**Exercise:**
From the entries below, transcribe exactly the lines between the line holding "pub use confidential_protocol as protocol;" and the line holding "use async_trait::async_trait;", inclusive; skip all other lines.

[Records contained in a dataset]
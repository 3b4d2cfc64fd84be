//! Confidential-material envelopes and the resource lifecycle engine built on
//! them.
//!
//! Values are sealed offline against an RSA wrapping key ([`envelope`]),
//! labelled with a typed header ([`model`]) carrying secondary protection
//! ([`policy`]), and unwrapped only when the lifecycle engine ([`lifecycle`])
//! materializes them into Key Vault through the [`ports`].

pub mod config;
pub mod coordinate;
pub mod diagnostics;
pub mod envelope;
mod error;
pub mod factory;
pub mod lifecycle;
pub mod model;
pub mod policy;
pub mod ports;
pub mod prelude;
pub mod specializers;
pub mod tracking;

pub use error::ConfidentialError;

pub use confidential_crypto as crypto;
pub use confidential_protocol as protocol;
//! Ports to the outside world
//!
//! The engine reaches the wrapping key, the remote object store and the
//! operator's input only through these traits. Adapters classify their
//! failures at the boundary; nothing downstream inspects error messages.

use crate::coordinate::{AzKeyVaultObjectCoordinate, AzKeyVaultObjectVersionedCoordinate};
use async_trait::async_trait;
use base64::{engine::general_purpose::STANDARD, Engine};
use confidential_crypto::rsa::RsaPrivateKey;
use confidential_crypto::{private_key_from_pem, rsa_oaep_decrypt, AzureJwk, KeyMaterialError, PrivateKey};
use std::collections::BTreeMap;
use std::fmt;
use std::path::Path;
use thiserror::Error;
use tokio::io::{AsyncBufReadExt, AsyncReadExt, AsyncWriteExt, BufReader};

#[derive(Debug, Error)]
pub enum DecrypterError {
    #[error("RSA decryption failed: {0}")]
    Decryption(String),

    #[error("Decrypter unavailable: {0}")]
    Unavailable(String),
}

/// Unwraps RSA-OAEP-SHA256 ciphertext
///
/// Implementations may hold the private key in process or call out to a
/// remote HSM; the engine only ever sees the plaintext.
#[async_trait]
pub trait RsaDecrypter: Send + Sync {
    async fn decrypt(&self, ciphertext: &[u8]) -> Result<Vec<u8>, DecrypterError>;
}

#[async_trait]
impl<F> RsaDecrypter for F
where
    F: Fn(&[u8]) -> Result<Vec<u8>, DecrypterError> + Send + Sync,
{
    async fn decrypt(&self, ciphertext: &[u8]) -> Result<Vec<u8>, DecrypterError> {
        self(ciphertext)
    }
}

/// In-process decrypter over an RSA private key
pub struct RsaPrivateKeyDecrypter {
    key: RsaPrivateKey,
}

impl RsaPrivateKeyDecrypter {
    pub fn new(key: RsaPrivateKey) -> Self {
        Self { key }
    }

    /// Load from PEM; the key must be RSA
    pub fn from_pem(pem: &[u8], password: Option<&str>) -> Result<Self, KeyMaterialError> {
        match private_key_from_pem(pem, password)? {
            PrivateKey::Rsa(key) => Ok(Self::new(key)),
            other => Err(KeyMaterialError::UnsupportedKey(format!(
                "wrapping key must be RSA, found {}",
                other.algorithm()
            ))),
        }
    }
}

impl fmt::Debug for RsaPrivateKeyDecrypter {
    fn fmt(&self, f: &mut fmt::Formatter<'_>) -> fmt::Result {
        f.write_str("RsaPrivateKeyDecrypter")
    }
}

#[async_trait]
impl RsaDecrypter for RsaPrivateKeyDecrypter {
    async fn decrypt(&self, ciphertext: &[u8]) -> Result<Vec<u8>, DecrypterError> {
        rsa_oaep_decrypt(&self.key, ciphertext).map_err(|e| DecrypterError::Decryption(e.to_string()))
    }
}

#[derive(Debug, Error)]
pub enum RemoteError {
    #[error("Remote object not found: {0}")]
    NotFound(String),

    #[error("Remote object already exists: {0}")]
    Conflict(String),

    #[error("Access to remote object denied: {0}")]
    Forbidden(String),

    #[error("Remote service unavailable: {0}")]
    Unavailable(String),

    #[error("Remote request failed: {0}")]
    Request(String),
}

impl RemoteError {
    pub fn is_retryable(&self) -> bool {
        matches!(self, RemoteError::Unavailable(_))
    }
}

/// Object attributes managed alongside the content
#[derive(Debug, Clone, PartialEq, Eq)]
pub struct ObjectAttributes {
    pub enabled: bool,
    pub not_before: Option<i64>,
    pub expires: Option<i64>,
    pub content_type: Option<String>,
    pub tags: BTreeMap<String, String>,
}

impl Default for ObjectAttributes {
    fn default() -> Self {
        Self {
            enabled: true,
            not_before: None,
            expires: None,
            content_type: None,
            tags: BTreeMap::new(),
        }
    }
}

/// Object content as stored by Key Vault
#[derive(Clone, PartialEq, Eq)]
pub enum ObjectContent {
    Secret { value: String },
    Key { jwk: AzureJwk },
    Certificate { data: Vec<u8>, content_type: String, password: String },
}

impl fmt::Debug for ObjectContent {
    fn fmt(&self, f: &mut fmt::Formatter<'_>) -> fmt::Result {
        match self {
            ObjectContent::Secret { .. } => f.write_str("Secret([REDACTED])"),
            ObjectContent::Key { jwk } => write!(f, "Key({})", jwk.kty),
            ObjectContent::Certificate { content_type, .. } => {
                write!(f, "Certificate({})", content_type)
            }
        }
    }
}

#[derive(Debug, Clone, PartialEq, Eq)]
pub struct RemoteObject {
    pub id: AzKeyVaultObjectVersionedCoordinate,
    pub content: ObjectContent,
    pub attributes: ObjectAttributes,
}

/// Key Vault data-plane client for one vault
#[async_trait]
pub trait KeyVaultObjectClient: Send + Sync {
    /// Create (or add a version to) an object
    async fn create_object(
        &self,
        coordinate: &AzKeyVaultObjectCoordinate,
        content: ObjectContent,
        attributes: ObjectAttributes,
    ) -> Result<RemoteObject, RemoteError>;

    /// Fetch one version; an empty version means the latest
    async fn get_object(
        &self,
        id: &AzKeyVaultObjectVersionedCoordinate,
    ) -> Result<RemoteObject, RemoteError>;

    async fn update_attributes(
        &self,
        id: &AzKeyVaultObjectVersionedCoordinate,
        attributes: ObjectAttributes,
    ) -> Result<RemoteObject, RemoteError>;

    /// Store new content as a new version
    async fn update_content(
        &self,
        coordinate: &AzKeyVaultObjectCoordinate,
        content: ObjectContent,
        attributes: ObjectAttributes,
    ) -> Result<RemoteObject, RemoteError>;

    /// Soft delete: the object stays but is disabled
    async fn disable_object(&self, id: &AzKeyVaultObjectVersionedCoordinate)
        -> Result<(), RemoteError>;
}

#[derive(Debug, Error)]
pub enum InputError {
    #[error("Failed to read input: {0}")]
    Io(#[from] std::io::Error),

    #[error("Input is not valid base64: {0}")]
    Base64(String),

    #[error("Input is empty")]
    Empty,
}

/// Producer-side source of plaintext
#[async_trait]
pub trait InputReader: Send + Sync {
    async fn read_input(
        &self,
        prompt: &str,
        file: Option<&Path>,
        base64_decode: bool,
        multiline: bool,
    ) -> Result<Vec<u8>, InputError>;
}

/// Reads from a file when given, otherwise prompts on stderr and reads stdin
#[derive(Debug, Default, Clone, Copy)]
pub struct StdInputReader;

#[async_trait]
impl InputReader for StdInputReader {
    async fn read_input(
        &self,
        prompt: &str,
        file: Option<&Path>,
        base64_decode: bool,
        multiline: bool,
    ) -> Result<Vec<u8>, InputError> {
        let raw = match file {
            Some(path) => tokio::fs::read(path).await?,
            None => {
                let mut stderr = tokio::io::stderr();
                stderr.write_all(prompt.as_bytes()).await?;
                if multiline {
                    stderr.write_all(b" (end with EOF)").await?;
                }
                stderr.write_all(b"\n").await?;
                stderr.flush().await?;

                let mut reader = BufReader::new(tokio::io::stdin());
                let mut buf = Vec::new();
                if multiline {
                    reader.read_to_end(&mut buf).await?;
                } else {
                    reader.read_until(b'\n', &mut buf).await?;
                    while matches!(buf.last(), Some(b'\n' | b'\r')) {
                        buf.pop();
                    }
                }
                buf
            }
        };

        decode_input(raw, base64_decode)
    }
}

/// Apply the base64 option and reject empty input
pub fn decode_input(raw: Vec<u8>, base64_decode: bool) -> Result<Vec<u8>, InputError> {
    let data = if base64_decode {
        let compact: Vec<u8> = raw
            .into_iter()
            .filter(|b| !b.is_ascii_whitespace())
            .collect();
        STANDARD
            .decode(&compact)
            .map_err(|e| InputError::Base64(e.to_string()))?
    } else {
        raw
    };

    if data.is_empty() {
        return Err(InputError::Empty);
    }
    Ok(data)
}

#[cfg(test)]
mod tests {
    use super::*;
    use std::io::Write;

    #[tokio::test]
    async fn test_closure_decrypter() {
        let decrypter = |ciphertext: &[u8]| -> Result<Vec<u8>, DecrypterError> {
            Ok(ciphertext.iter().rev().copied().collect())
        };
        let out = RsaDecrypter::decrypt(&decrypter, &[1, 2, 3]).await.unwrap();
        assert_eq!(out, vec![3, 2, 1]);

        let failing = |_: &[u8]| -> Result<Vec<u8>, DecrypterError> {
            Err(DecrypterError::Unavailable("hsm offline".to_string()))
        };
        let dynamic: &dyn RsaDecrypter = &failing;
        assert!(dynamic.decrypt(&[0]).await.is_err());
    }

    #[test]
    fn test_decrypter_requires_rsa() {
        let ec = include_bytes!("../tests/data/ec_p256_sec1.pem");
        assert!(matches!(
            RsaPrivateKeyDecrypter::from_pem(ec, None),
            Err(KeyMaterialError::UnsupportedKey(_))
        ));

        let rsa = include_bytes!("../tests/data/rsa2048_pkcs1.pem");
        assert!(RsaPrivateKeyDecrypter::from_pem(rsa, None).is_ok());
    }

    #[test]
    fn test_secret_content_is_redacted() {
        let content = ObjectContent::Secret {
            value: "hunter2".to_string(),
        };
        assert!(!format!("{:?}", content).contains("hunter2"));
    }

    #[tokio::test]
    async fn test_read_input_from_file() {
        let mut file = tempfile::NamedTempFile::new().unwrap();
        file.write_all(b"aGVs\nbG8=\n").unwrap();

        let reader = StdInputReader;
        let decoded = reader
            .read_input("secret", Some(file.path()), true, true)
            .await
            .unwrap();
        assert_eq!(decoded, b"hello");

        let raw = reader
            .read_input("secret", Some(file.path()), false, true)
            .await
            .unwrap();
        assert_eq!(raw, b"aGVs\nbG8=\n");
    }

    #[tokio::test]
    async fn test_read_input_errors() {
        let empty = tempfile::NamedTempFile::new().unwrap();
        let reader = StdInputReader;
        assert!(matches!(
            reader.read_input("x", Some(empty.path()), false, false).await,
            Err(InputError::Empty)
        ));
        assert!(matches!(
            decode_input(b"!!!".to_vec(), true),
            Err(InputError::Base64(_))
        ));
        assert!(matches!(
            reader
                .read_input("x", Some(Path::new("/nonexistent/input")), false, false)
                .await,
            Err(InputError::Io(_))
        ));
    }
}
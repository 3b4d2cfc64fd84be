//! Confidential Envelope Protocol Types
//!
//! This crate contains the wire format for confidential envelopes:
//! - The versioned binary envelope layout and its strict decoder
//! - The AES parameter record wrapped inside hybrid envelopes
//! - ASCII armor with informational headers
//!
//! This crate contains NO cryptographic operations and NO I/O.
//! It is purely focused on data structures and serialization.

pub mod armor;
pub mod binary;
pub mod envelope;

// Re-export commonly used types
pub use armor::{
    armor, armor_envelope, armor_headers, dearmor, dearmor_envelope, ARMOR_BEGIN, ARMOR_END,
    ARMOR_LINE_WIDTH,
};
pub use binary::{BinaryRead, BinaryWrite};
pub use envelope::{
    AesData, Envelope, EnvelopeError, ENVELOPE_FIXED_SIZE, ENVELOPE_MAGIC, ENVELOPE_VERSION,
    FLAG_HAS_CEK, HYBRID_PREFIX_SIZE,
};
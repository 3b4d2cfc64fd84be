//! Envelope seal and open
//!
//! Payloads up to `k - 66` bytes (the RSA-OAEP-SHA256 limit for a `k`-byte
//! modulus) are sealed directly under RSA. Anything larger is sealed with a
//! fresh AES-256-GCM key whose parameters travel gzipped and RSA-wrapped in
//! the CEK slot.
//!
//! # Example
//!
//! ```no_run
//! use az_confidential::envelope::{decrypt_envelope, encrypt_envelope};
//! use az_confidential::ports::RsaPrivateKeyDecrypter;
//! use az_confidential::crypto::public_key_from_pem;
//!
//! # async fn example(private_pem: &[u8], public_pem: &[u8]) -> Result<(), Box<dyn std::error::Error>> {
//! let public_key = public_key_from_pem(public_pem)?;
//! let decrypter = RsaPrivateKeyDecrypter::from_pem(private_pem, None)?;
//! let envelope = encrypt_envelope(&public_key, b"hello")?;
//! let plaintext = decrypt_envelope(&envelope, &decrypter).await?;
//! assert_eq!(plaintext, b"hello");
//! # Ok(())
//! # }
//! ```

use crate::ports::RsaDecrypter;
use crate::ConfidentialError;
use confidential_crypto::rsa::RsaPublicKey;
use confidential_crypto::{
    aes_gcm_open, aes_gcm_seal, generate_aad, generate_aes_key, generate_nonce, gzip_compress,
    gzip_decompress, max_oaep_plaintext, rsa_oaep_encrypt, AesKey, Nonce96,
};
use confidential_protocol::{AesData, Envelope};
use tracing::debug;

/// Seal `plaintext` for the holder of `public_key`'s private half
pub fn encrypt_envelope(
    public_key: &RsaPublicKey,
    plaintext: &[u8],
) -> Result<Envelope, ConfidentialError> {
    let threshold = max_oaep_plaintext(public_key);

    if plaintext.len() <= threshold {
        debug!(has_cek = false, len = plaintext.len(), "sealing envelope");
        let ciphertext = rsa_oaep_encrypt(public_key, plaintext)?;
        return Ok(Envelope::direct(ciphertext));
    }

    debug!(has_cek = true, len = plaintext.len(), "sealing envelope");
    let key = generate_aes_key()?;
    let iv = generate_nonce()?;
    let aad = generate_aad()?;

    let sealed = aes_gcm_seal(&key, &iv, aad.as_slice(), plaintext)?;
    let mut ciphertext = Vec::with_capacity(iv.as_slice().len() + aad.as_slice().len() + sealed.len());
    ciphertext.extend_from_slice(iv.as_slice());
    ciphertext.extend_from_slice(aad.as_slice());
    ciphertext.extend_from_slice(&sealed);

    let aes_data = AesData::new(iv.as_slice(), key.as_slice(), aad.as_slice())?;
    let cek_plain = gzip_compress(&aes_data.to_json()?)?;
    let cek = rsa_oaep_encrypt(public_key, &cek_plain)?;

    Ok(Envelope::hybrid(cek, ciphertext))
}

/// Open an envelope through a decryption capability
pub async fn decrypt_envelope(
    envelope: &Envelope,
    decrypter: &dyn RsaDecrypter,
) -> Result<Vec<u8>, ConfidentialError> {
    let cek = match envelope.cek() {
        None => {
            debug!(has_cek = false, "opening envelope");
            return Ok(decrypter.decrypt(envelope.ciphertext()).await?);
        }
        Some(cek) => cek,
    };

    debug!(has_cek = true, "opening envelope");
    let cek_plain = decrypter.decrypt(cek).await?;
    let aes_data = AesData::from_json(&gzip_decompress(&cek_plain)?)?;

    let (iv, aad, sealed) = envelope.split_hybrid()?;
    let key = AesKey::from_slice(&aes_data.key)?;
    let iv = Nonce96::from_slice(iv)?;

    Ok(aes_gcm_open(&key, &iv, aad, sealed)?)
}

#[cfg(test)]
mod tests {
    use super::*;
    use crate::ports::DecrypterError;
    use confidential_crypto::rsa::{pkcs1::DecodeRsaPrivateKey, RsaPrivateKey};
    use confidential_crypto::{rsa_oaep_decrypt, CryptoError};

    const RSA_2048: &str = include_str!("../tests/data/rsa2048_pkcs1.pem");

    fn keypair() -> (RsaPublicKey, RsaPrivateKey) {
        let private_key = RsaPrivateKey::from_pkcs1_pem(RSA_2048).unwrap();
        (RsaPublicKey::from(&private_key), private_key)
    }

    fn decrypter(key: RsaPrivateKey) -> impl Fn(&[u8]) -> Result<Vec<u8>, DecrypterError> {
        move |ciphertext: &[u8]| {
            rsa_oaep_decrypt(&key, ciphertext).map_err(|e| DecrypterError::Decryption(e.to_string()))
        }
    }

    #[tokio::test]
    async fn test_threshold_boundary() {
        let (public_key, private_key) = keypair();
        let decrypter = decrypter(private_key);

        let at_limit = vec![0x41u8; 190];
        let envelope = encrypt_envelope(&public_key, &at_limit).unwrap();
        assert!(!envelope.has_cek());
        assert_eq!(envelope.ciphertext().len(), 256);
        assert_eq!(decrypt_envelope(&envelope, &decrypter).await.unwrap(), at_limit);

        let over_limit = vec![0x42u8; 191];
        let envelope = encrypt_envelope(&public_key, &over_limit).unwrap();
        assert!(envelope.has_cek());
        assert_eq!(envelope.cek().unwrap().len(), 256);
        assert_eq!(envelope.ciphertext().len(), 12 + 12 + 191 + 16);
        assert_eq!(decrypt_envelope(&envelope, &decrypter).await.unwrap(), over_limit);
    }

    #[tokio::test]
    async fn test_empty_plaintext() {
        let (public_key, private_key) = keypair();
        let envelope = encrypt_envelope(&public_key, b"").unwrap();
        assert!(!envelope.has_cek());
        let opened = decrypt_envelope(&envelope, &decrypter(private_key)).await.unwrap();
        assert!(opened.is_empty());
    }

    #[tokio::test]
    async fn test_tampered_hybrid_fails_authentication() {
        let (public_key, private_key) = keypair();
        let decrypter = decrypter(private_key);
        let envelope = encrypt_envelope(&public_key, &[7u8; 1024]).unwrap();

        // byte 12 is the first AAD byte, byte 40 lies in the GCM ciphertext
        for position in [12usize, 40] {
            let mut ciphertext = envelope.ciphertext().to_vec();
            ciphertext[position] ^= 0x01;
            let tampered = Envelope::hybrid(envelope.cek().unwrap().to_vec(), ciphertext);
            let err = decrypt_envelope(&tampered, &decrypter).await.unwrap_err();
            assert!(matches!(
                err,
                ConfidentialError::Crypto(CryptoError::AuthenticationFailed)
            ));
        }
    }

    #[tokio::test]
    async fn test_decrypter_failure_propagates() {
        let (public_key, _) = keypair();
        let envelope = encrypt_envelope(&public_key, b"hello").unwrap();
        let offline = |_: &[u8]| -> Result<Vec<u8>, DecrypterError> {
            Err(DecrypterError::Unavailable("hsm offline".to_string()))
        };
        let err = decrypt_envelope(&envelope, &offline).await.unwrap_err();
        assert!(matches!(err, ConfidentialError::Decrypter(_)));
        assert!(err.is_retryable());
    }
}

**Result for this task:**
pub use confidential_protocol as protocol;
//! Ports to the outside world
//!
//! The engine reaches the wrapping key, the remote object store and the
//! operator's input only through these traits. Adapters classify their
//! failures at the boundary; nothing downstream inspects error messages.

use crate::coordinate::{AzKeyVaultObjectCoordinate, AzKeyVaultObjectVersionedCoordinate};
use async_trait::async_trait;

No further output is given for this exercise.